3. | Subsection 2.1(e)(i) of the Credit Agreement is hereby amended and restated to read in its entirety as follows: |
“(i) Requests. The Borrower may, by written notice to Agent (each, an ‘Incremental Facility Request’), request increases in the Term Loans or additional term loan facilities (each, an ‘Incremental Term Loan Commitment’ and the term loans thereunder, an ‘Incremental Term Loan’) and/or increases in the Revolving Loan Commitments (each, an ‘Incremental Revolving Loan Commitment’ and the loans thereunder, ‘Incremental Revolving Loans’; each Incremental Term Loan Commitment and each Incremental Revolving Loan Commitment are each sometimes referred to herein individually as an ‘Incremental Facility’ and collectively as the ‘Incremental Facilities’) in Dollars in an aggregate amount not to exceed $50,000,000 for all such Incremental Facilities; provided that (x) no commitment of any Lender shall be increased without the consent of such Lender and (y) any Person committing to provide all or a portion of the Incremental Facilities must be an existing Lender (other than a Defaulting Lender), an Affiliate or Approved Fund of any existing Lender (other than a natural Person or a Defaulting Lender) or any other Person (other than a natural Person, a Defaulting Lender or the Borrower or any of the Borrower’s Affiliates or Subsidiaries) who is an ‘accredited investor’ (as defined in Regulation D of the Securities Act of 1933) acceptable (which acceptances shall not be unreasonably withheld or delayed) to Borrower and Agent.

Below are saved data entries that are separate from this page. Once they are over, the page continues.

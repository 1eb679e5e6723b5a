//! Password value object and password-change rules.
//!
//! Stored passwords are Argon2 hashes; the plaintext never leaves the
//! caller. The change rules are checked in a fixed order and the first
//! failure wins.

use argon2::{
    password_hash::{rand_core::OsRng, PasswordHash, PasswordHasher, PasswordVerifier, SaltString},
    Argon2,
};

use crate::constants::MIN_PASSWORD_LENGTH;
use crate::error::{DomainError, DomainResult};

pub const TOO_SHORT_MESSAGE: &str = "Password must be at least 8 characters long";
pub const MISMATCH_MESSAGE: &str = "Passwords do not match";
pub const UNCHANGED_MESSAGE: &str = "New password must be different from your current password";

/// Password value object that handles hashing and verification.
#[derive(Clone)]
pub struct Password {
    hash: String,
}

// Don't expose hash in debug output
impl std::fmt::Debug for Password {
    fn fmt(&self, f: &mut std::fmt::Formatter<'_>) -> std::fmt::Result {
        f.debug_struct("Password")
            .field("hash", &"[REDACTED]")
            .finish()
    }
}

impl Password {
    /// Create a new password by hashing the plain text.
    ///
    /// # Errors
    /// Returns a password error if the plain text is shorter than
    /// [`MIN_PASSWORD_LENGTH`] characters.
    pub fn new(plain_text: &str) -> DomainResult<Self> {
        if char_count(plain_text) < MIN_PASSWORD_LENGTH {
            return Err(DomainError::password(TOO_SHORT_MESSAGE));
        }

        Self::import(plain_text)
    }

    /// Hash an existing plaintext credential without applying the length
    /// policy. Used when loading accounts created before the policy existed.
    pub fn import(plain_text: &str) -> DomainResult<Self> {
        let hash = Self::hash(plain_text)?;
        Ok(Self { hash })
    }

    /// Create a Password from an existing hash.
    pub fn from_hash(hash: impl Into<String>) -> Self {
        Self { hash: hash.into() }
    }

    /// Get the hash string for storage.
    pub fn as_str(&self) -> &str {
        &self.hash
    }

    /// Verify a plain text password against this hash.
    pub fn verify(&self, plain_text: &str) -> bool {
        Self::verify_hash(plain_text, &self.hash).unwrap_or(false)
    }

    fn hash(plain_text: &str) -> DomainResult<String> {
        let salt = SaltString::generate(&mut OsRng);
        let hash = Self::argon2()
            .hash_password(plain_text.as_bytes(), &salt)
            .map_err(|e| DomainError::internal(format!("Password hash failed: {}", e)))?;
        Ok(hash.to_string())
    }

    fn verify_hash(plain_text: &str, hash: &str) -> DomainResult<bool> {
        let parsed = PasswordHash::new(hash)
            .map_err(|e| DomainError::internal(format!("Invalid hash format: {}", e)))?;
        Ok(Self::argon2()
            .verify_password(plain_text.as_bytes(), &parsed)
            .is_ok())
    }

    #[inline]
    fn argon2() -> Argon2<'static> {
        Argon2::default()
    }
}

/// Length as a person counts it, not in bytes.
fn char_count(s: &str) -> usize {
    s.chars().count()
}

/// Rules that need nothing but the typed input: minimum length, then
/// confirmation match.
pub fn check_new_password(new_password: &str, confirmation: &str) -> DomainResult<()> {
    if char_count(new_password) < MIN_PASSWORD_LENGTH {
        return Err(DomainError::password(TOO_SHORT_MESSAGE));
    }

    if new_password != confirmation {
        return Err(DomainError::password(MISMATCH_MESSAGE));
    }

    Ok(())
}

/// Rules that need the signed-in user: one must exist, and the new
/// password must not verify against the stored one.
pub fn ensure_changed(new_password: &str, current: Option<&Password>) -> DomainResult<()> {
    let current = current.ok_or(DomainError::Unauthorized)?;
    if current.verify(new_password) {
        return Err(DomainError::password(UNCHANGED_MESSAGE));
    }

    Ok(())
}

/// Full change check; the first failing rule wins.
pub fn validate_password_change(
    new_password: &str,
    confirmation: &str,
    current: Option<&Password>,
) -> DomainResult<()> {
    check_new_password(new_password, confirmation)?;
    ensure_changed(new_password, current)
}

/// Advisory feedback shown while the user is still typing.
#[derive(Debug, Clone, Copy, Default, PartialEq, Eq)]
pub struct PasswordFeedback {
    /// Characters still missing to reach the minimum, if any
    pub chars_needed: Option<usize>,
    /// Confirmation has been typed and differs from the new password
    pub mismatch: bool,
}

impl PasswordFeedback {
    pub fn evaluate(new_password: &str, confirmation: &str) -> Self {
        let len = char_count(new_password);
        let chars_needed = (len > 0 && len < MIN_PASSWORD_LENGTH).then(|| MIN_PASSWORD_LENGTH - len);
        let mismatch = !confirmation.is_empty() && new_password != confirmation;

        Self {
            chars_needed,
            mismatch,
        }
    }

    /// Inline hint for the new-password field.
    pub fn length_hint(&self) -> Option<String> {
        self.chars_needed.map(|n| {
            format!(
                "Password must be at least {} characters ({} more needed)",
                MIN_PASSWORD_LENGTH, n
            )
        })
    }

    /// Inline hint for the confirmation field.
    pub fn mismatch_hint(&self) -> Option<&'static str> {
        self.mismatch.then_some(MISMATCH_MESSAGE)
    }
}
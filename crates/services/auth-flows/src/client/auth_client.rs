//! Authentication backend as seen by the forms.

use async_trait::async_trait;
use uuid::Uuid;

use common::AppResult;
use domain::{AuthenticationResult, CurrentUser, OrganizationCode, UserUpdate};

#[cfg(any(test, feature = "test-utils"))]
use mockall::automock;

/// Operations the login and password-change forms delegate to.
///
/// An `Err` from any method means the request itself failed (transport or
/// unexpected error). A rejected login is an `Ok` with `success == false`.
#[cfg_attr(any(test, feature = "test-utils"), automock)]
#[async_trait]
pub trait AuthCollaborator: Send + Sync {
    /// Try to open a session. `organization_code` is `None` when the user
    /// left the code blank.
    async fn login(
        &self,
        username: &str,
        password: &str,
        organization_code: Option<OrganizationCode>,
    ) -> AppResult<AuthenticationResult>;

    /// Apply a credential update to the given user
    async fn update_user(&self, user_id: Uuid, update: UserUpdate) -> AppResult<()>;

    /// The signed-in user, if any
    fn current_user(&self) -> Option<CurrentUser>;
}
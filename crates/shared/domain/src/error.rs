//! Domain-level errors.
//!
//! These errors represent business rule violations and domain logic failures.
//! They are independent of infrastructure concerns (transport, storage, UI).

use thiserror::Error;

/// Domain-specific errors for business rule violations.
#[derive(Error, Debug, Clone, PartialEq, Eq)]
pub enum DomainError {
    /// Validation failed for a field or input
    #[error("{0}")]
    Validation(String),

    /// Password-related errors
    #[error("{0}")]
    Password(String),

    /// Operation requires a signed-in user
    #[error("Unauthorized")]
    Unauthorized,

    /// Internal domain error
    #[error("Internal error: {0}")]
    Internal(String),
}

impl DomainError {
    /// Create a validation error
    pub fn validation(msg: impl Into<String>) -> Self {
        DomainError::Validation(msg.into())
    }

    /// Create a password error
    pub fn password(msg: impl Into<String>) -> Self {
        DomainError::Password(msg.into())
    }

    /// Create an internal error
    pub fn internal(msg: impl Into<String>) -> Self {
        DomainError::Internal(msg.into())
    }
}

/// Result type alias for domain operations
pub type DomainResult<T> = Result<T, DomainError>;
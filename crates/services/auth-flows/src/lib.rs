//! Auth Flows Library
//!
//! Sign-in screens of the daycare app without their rendering: the login
//! form, the forced password-change form, the backend and notifier seams
//! they talk to, and an in-memory backend to run them against.

pub mod client;
pub mod config;
pub mod directory;
pub mod forms;
pub mod notify;

use std::sync::Arc;

use tracing::info;

use common::AppResult;

use crate::config::AuthFlowsConfig;
use crate::directory::{DirectorySeed, InMemoryDirectory};

/// Build the directory described by the configuration. Without a seed file
/// the directory starts empty and every login is rejected.
pub fn build_directory(config: &AuthFlowsConfig) -> AppResult<Arc<InMemoryDirectory>> {
    let directory = match &config.directory_seed {
        Some(path) => {
            info!("Loading directory seed from {}", path.display());
            InMemoryDirectory::from_seed(DirectorySeed::from_file(path)?)?
        }
        None => InMemoryDirectory::new(),
    };
    Ok(Arc::new(directory))
}
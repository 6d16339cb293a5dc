//! Ray-surface intersection record.

use crate::{Material, Ray};
use lux_math::{Vec2, Vec3};

/// Distance continuation rays are pushed off a surface.
const SURFACE_OFFSET: f32 = 1e-4;

/// Record of a ray-surface intersection.
///
/// Produced fresh by every successful intersection test and owned by the
/// caller; the material is borrowed from the scene.
#[derive(Clone, Copy)]
pub struct Hit<'a> {
    /// Point of intersection
    pub point: Vec3,
    /// Distance along the (unit) ray direction
    pub distance: f32,
    /// Unit surface normal, always facing against the incoming ray
    pub normal: Vec3,
    /// Material bound at the intersection point
    pub material: &'a Material,
    /// Whether the ray crosses into the surface (hit its front face)
    pub entering: bool,
    /// Surface parameterization at the hit, where the primitive has one
    pub uv: Vec2,
}

impl<'a> Hit<'a> {
    /// Build a hit from the geometric (outward) normal.
    ///
    /// The stored normal is flipped to face the ray and `entering` records
    /// which side was hit.
    pub fn new(ray: &Ray, distance: f32, outward_normal: Vec3, material: &'a Material, uv: Vec2) -> Self {
        let entering = ray.direction().dot(outward_normal) < 0.0;
        Self {
            point: ray.at(distance),
            distance,
            normal: if entering { outward_normal } else { -outward_normal },
            material,
            entering,
            uv,
        }
    }

    /// Origin for a continuation ray leaving in `direction`, nudged off the
    /// surface to the side the direction points to.
    #[inline]
    pub fn offset_origin(&self, direction: Vec3) -> Vec3 {
        if direction.dot(self.normal) >= 0.0 {
            self.point + self.normal * SURFACE_OFFSET
        } else {
            self.point - self.normal * SURFACE_OFFSET
        }
    }
}

impl std::fmt::Debug for Hit<'_> {
    fn fmt(&self, f: &mut std::fmt::Formatter<'_>) -> std::fmt::Result {
        f.debug_struct("Hit")
            .field("point", &self.point)
            .field("distance", &self.distance)
            .field("normal", &self.normal)
            .field("entering", &self.entering)
            .field("uv", &self.uv)
            .finish()
    }
}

Such notice shall set forth (A) the amount of the Incremental Term Loan Commitment or Incremental Revolving Loan Commitment being requested, (B) the date (an ‘Incremental Effective Date’) on which such Incremental Facility is requested to become effective (which, unless otherwise agreed by Agent, shall not be less than 10 Business Days nor more than sixty (60) days after the date of such notice), and (C) if an Incremental Term Loan Commitment, whether the related Incremental Term Loan is to be a LIBOR Rate Loan or a Base Rate Loan (and, if a LIBOR Rate Loan, the Interest Period therefor).”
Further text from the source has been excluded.